> **What is needed**: Your answer should be every line below that includes the word "ConfigServer".

> **Records to use**:
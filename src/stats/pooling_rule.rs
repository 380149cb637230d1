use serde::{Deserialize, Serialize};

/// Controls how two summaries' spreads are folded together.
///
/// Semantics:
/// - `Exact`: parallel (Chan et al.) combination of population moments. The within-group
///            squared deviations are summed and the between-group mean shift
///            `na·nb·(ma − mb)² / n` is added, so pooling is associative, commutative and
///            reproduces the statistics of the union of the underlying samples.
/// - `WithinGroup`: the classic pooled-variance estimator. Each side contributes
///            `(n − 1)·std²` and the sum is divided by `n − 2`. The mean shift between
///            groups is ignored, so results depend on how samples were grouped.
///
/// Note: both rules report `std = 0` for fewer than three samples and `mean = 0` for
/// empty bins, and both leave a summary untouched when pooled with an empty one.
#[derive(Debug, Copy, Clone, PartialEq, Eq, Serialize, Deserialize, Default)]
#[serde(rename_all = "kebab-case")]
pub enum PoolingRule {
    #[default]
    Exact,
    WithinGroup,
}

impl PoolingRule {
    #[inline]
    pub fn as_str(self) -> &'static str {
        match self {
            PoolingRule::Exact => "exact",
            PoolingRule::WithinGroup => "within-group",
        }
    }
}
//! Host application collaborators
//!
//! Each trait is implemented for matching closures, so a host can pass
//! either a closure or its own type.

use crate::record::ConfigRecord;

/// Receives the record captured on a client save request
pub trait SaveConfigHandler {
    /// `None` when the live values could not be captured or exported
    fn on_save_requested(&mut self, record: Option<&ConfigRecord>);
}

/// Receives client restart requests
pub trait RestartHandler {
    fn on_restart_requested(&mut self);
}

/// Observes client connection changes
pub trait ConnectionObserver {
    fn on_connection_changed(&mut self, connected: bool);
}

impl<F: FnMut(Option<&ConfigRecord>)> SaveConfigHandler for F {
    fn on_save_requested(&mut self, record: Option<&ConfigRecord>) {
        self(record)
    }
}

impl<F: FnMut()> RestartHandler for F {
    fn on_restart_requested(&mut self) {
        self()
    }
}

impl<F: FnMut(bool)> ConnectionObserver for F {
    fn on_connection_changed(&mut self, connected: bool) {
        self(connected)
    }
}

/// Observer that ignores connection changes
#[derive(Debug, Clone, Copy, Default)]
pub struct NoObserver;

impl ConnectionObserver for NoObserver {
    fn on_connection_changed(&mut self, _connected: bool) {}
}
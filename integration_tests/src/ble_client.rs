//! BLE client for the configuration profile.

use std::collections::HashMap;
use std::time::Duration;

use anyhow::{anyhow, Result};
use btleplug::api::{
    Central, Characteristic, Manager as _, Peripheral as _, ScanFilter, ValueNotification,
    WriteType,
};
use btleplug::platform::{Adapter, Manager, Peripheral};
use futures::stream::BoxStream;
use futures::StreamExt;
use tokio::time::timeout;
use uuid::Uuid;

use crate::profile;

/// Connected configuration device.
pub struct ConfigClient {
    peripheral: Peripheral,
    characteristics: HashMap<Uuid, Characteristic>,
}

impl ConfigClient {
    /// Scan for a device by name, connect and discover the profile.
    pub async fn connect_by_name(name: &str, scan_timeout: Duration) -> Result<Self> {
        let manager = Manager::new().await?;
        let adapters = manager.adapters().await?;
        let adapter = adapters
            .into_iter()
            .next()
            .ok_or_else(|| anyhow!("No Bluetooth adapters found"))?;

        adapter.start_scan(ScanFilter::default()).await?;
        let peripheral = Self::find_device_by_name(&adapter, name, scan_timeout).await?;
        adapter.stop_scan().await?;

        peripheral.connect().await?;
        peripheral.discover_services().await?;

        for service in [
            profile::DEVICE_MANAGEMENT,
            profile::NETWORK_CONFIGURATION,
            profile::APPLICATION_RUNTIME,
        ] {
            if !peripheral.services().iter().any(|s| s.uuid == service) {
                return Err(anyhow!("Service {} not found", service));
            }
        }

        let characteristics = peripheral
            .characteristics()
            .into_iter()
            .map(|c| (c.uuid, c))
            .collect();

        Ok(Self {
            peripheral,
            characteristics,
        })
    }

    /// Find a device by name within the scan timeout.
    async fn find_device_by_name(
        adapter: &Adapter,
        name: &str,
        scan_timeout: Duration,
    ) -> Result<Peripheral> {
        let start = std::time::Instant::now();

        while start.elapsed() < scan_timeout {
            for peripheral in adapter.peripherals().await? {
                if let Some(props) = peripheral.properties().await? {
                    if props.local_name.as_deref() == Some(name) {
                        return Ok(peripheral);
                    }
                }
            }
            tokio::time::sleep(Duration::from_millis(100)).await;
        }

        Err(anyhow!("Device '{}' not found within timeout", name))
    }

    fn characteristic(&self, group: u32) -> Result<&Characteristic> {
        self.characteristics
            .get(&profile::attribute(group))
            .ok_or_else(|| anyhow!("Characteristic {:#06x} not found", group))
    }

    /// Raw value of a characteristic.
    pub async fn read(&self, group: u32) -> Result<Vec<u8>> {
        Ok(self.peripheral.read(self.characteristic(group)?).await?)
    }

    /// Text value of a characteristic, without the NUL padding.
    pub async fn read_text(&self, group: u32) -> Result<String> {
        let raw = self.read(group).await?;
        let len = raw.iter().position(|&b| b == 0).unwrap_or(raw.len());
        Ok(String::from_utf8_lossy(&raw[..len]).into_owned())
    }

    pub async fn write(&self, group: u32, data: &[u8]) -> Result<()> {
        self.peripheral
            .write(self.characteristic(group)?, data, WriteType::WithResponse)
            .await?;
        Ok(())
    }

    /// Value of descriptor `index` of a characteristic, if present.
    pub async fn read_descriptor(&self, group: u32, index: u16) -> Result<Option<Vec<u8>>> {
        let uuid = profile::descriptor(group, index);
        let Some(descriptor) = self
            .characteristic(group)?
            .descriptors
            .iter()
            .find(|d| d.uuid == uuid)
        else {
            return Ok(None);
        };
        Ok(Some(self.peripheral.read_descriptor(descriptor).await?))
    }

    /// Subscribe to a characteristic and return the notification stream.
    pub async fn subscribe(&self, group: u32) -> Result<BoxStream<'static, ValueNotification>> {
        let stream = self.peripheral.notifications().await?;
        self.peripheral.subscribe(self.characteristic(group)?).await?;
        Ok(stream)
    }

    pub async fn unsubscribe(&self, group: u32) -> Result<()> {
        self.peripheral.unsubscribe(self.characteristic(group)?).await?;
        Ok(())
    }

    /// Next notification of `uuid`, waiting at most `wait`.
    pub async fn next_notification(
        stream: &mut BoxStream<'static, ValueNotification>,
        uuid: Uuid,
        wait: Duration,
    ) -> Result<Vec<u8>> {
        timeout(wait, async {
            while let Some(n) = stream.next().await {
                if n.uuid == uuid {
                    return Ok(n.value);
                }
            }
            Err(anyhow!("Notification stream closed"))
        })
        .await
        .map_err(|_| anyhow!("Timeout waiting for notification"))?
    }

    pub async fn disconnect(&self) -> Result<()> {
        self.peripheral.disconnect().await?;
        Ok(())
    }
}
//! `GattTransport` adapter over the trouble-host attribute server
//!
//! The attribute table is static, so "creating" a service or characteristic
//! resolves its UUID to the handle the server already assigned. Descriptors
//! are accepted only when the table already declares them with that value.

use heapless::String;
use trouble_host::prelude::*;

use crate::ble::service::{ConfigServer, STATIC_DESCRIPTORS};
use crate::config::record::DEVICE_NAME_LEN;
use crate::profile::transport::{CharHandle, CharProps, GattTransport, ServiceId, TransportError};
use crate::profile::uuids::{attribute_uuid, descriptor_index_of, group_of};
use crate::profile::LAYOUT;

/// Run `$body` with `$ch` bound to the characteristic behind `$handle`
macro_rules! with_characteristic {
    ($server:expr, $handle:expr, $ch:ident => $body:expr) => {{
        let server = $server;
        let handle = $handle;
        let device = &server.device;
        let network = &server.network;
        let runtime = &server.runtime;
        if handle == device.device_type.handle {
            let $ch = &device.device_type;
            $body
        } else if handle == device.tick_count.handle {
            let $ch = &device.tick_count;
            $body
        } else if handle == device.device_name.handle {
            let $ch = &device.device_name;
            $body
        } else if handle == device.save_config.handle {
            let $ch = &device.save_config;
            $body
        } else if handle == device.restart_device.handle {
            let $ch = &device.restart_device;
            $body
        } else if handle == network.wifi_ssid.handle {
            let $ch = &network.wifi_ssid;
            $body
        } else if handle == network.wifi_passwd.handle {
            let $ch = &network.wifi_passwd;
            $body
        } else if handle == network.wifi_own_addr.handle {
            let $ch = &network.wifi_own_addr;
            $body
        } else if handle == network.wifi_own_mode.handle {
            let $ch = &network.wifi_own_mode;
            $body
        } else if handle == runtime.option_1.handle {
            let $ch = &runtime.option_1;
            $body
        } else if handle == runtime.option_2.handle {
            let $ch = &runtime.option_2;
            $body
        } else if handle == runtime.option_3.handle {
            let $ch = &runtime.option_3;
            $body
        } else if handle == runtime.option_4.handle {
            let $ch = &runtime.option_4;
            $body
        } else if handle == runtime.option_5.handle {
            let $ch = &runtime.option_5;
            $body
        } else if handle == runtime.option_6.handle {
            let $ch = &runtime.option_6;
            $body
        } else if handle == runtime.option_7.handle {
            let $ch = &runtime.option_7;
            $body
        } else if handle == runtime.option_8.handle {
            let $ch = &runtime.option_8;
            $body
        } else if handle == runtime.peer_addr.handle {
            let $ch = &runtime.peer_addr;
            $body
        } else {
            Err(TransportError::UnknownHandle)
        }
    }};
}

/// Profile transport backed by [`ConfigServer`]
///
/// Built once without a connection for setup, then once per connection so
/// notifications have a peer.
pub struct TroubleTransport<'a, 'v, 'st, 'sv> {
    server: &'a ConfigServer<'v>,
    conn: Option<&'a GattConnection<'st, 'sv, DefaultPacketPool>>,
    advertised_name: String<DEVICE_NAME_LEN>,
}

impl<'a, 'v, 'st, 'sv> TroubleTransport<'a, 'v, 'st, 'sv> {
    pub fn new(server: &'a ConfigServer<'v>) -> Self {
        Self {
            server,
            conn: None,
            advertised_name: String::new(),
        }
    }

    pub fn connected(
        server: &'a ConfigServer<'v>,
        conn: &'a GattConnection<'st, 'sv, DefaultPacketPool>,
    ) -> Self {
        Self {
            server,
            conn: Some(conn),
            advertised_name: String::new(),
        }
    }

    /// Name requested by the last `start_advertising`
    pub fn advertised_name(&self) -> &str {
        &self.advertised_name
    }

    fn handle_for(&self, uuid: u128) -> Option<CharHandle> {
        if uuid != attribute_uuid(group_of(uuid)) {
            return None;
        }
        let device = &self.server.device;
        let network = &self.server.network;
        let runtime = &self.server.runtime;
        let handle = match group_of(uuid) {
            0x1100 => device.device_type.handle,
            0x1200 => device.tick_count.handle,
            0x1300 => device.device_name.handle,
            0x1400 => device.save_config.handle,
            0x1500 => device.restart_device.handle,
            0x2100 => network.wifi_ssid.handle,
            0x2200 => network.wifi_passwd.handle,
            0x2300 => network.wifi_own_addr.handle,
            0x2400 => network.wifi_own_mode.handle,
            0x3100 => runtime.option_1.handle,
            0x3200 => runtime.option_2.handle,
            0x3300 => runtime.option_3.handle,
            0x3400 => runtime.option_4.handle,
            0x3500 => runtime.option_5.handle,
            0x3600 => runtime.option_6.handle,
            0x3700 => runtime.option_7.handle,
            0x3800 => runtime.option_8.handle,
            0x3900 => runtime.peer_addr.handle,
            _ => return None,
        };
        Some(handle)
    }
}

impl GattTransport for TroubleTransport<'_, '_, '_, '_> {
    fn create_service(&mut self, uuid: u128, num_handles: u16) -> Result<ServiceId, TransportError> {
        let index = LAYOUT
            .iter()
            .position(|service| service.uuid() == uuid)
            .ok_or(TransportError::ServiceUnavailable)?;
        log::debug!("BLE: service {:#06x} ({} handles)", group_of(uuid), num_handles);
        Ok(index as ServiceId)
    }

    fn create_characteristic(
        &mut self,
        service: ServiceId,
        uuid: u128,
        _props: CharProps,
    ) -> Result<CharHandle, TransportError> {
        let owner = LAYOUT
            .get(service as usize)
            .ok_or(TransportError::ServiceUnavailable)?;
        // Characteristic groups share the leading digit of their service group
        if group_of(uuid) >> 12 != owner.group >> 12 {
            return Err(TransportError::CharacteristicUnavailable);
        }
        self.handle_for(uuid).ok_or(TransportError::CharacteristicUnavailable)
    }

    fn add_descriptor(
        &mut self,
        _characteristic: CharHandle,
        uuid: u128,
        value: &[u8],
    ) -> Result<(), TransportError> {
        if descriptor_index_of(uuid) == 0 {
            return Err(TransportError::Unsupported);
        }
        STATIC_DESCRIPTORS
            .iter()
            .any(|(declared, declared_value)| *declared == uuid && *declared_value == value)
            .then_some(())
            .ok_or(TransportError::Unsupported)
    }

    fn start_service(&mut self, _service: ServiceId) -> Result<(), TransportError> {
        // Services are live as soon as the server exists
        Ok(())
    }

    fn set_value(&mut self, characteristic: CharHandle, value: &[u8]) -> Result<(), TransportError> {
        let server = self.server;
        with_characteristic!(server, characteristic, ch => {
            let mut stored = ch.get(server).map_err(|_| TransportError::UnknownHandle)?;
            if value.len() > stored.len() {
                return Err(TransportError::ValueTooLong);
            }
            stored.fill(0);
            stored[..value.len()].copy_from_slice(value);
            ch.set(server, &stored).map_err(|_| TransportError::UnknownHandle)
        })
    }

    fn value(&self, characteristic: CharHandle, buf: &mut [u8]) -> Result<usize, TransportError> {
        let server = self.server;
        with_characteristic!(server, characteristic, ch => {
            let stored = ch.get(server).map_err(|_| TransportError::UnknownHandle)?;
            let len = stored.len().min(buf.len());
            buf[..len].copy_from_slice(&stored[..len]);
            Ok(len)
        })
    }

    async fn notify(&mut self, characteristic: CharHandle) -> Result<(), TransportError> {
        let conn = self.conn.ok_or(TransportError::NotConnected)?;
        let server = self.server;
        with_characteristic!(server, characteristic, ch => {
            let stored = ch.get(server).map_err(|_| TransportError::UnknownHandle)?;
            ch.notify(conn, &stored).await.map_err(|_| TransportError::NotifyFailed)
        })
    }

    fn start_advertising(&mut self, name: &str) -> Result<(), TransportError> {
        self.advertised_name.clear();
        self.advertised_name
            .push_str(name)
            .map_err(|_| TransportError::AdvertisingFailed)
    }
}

> **Response box**:
use crate::ble::service::{ConfigServer, STATIC_DESCRIPTORS};
/// Profile transport backed by [`ConfigServer`]
    server: &'a ConfigServer<'v>,
    pub fn new(server: &'a ConfigServer<'v>) -> Self {
        server: &'a ConfigServer<'v>,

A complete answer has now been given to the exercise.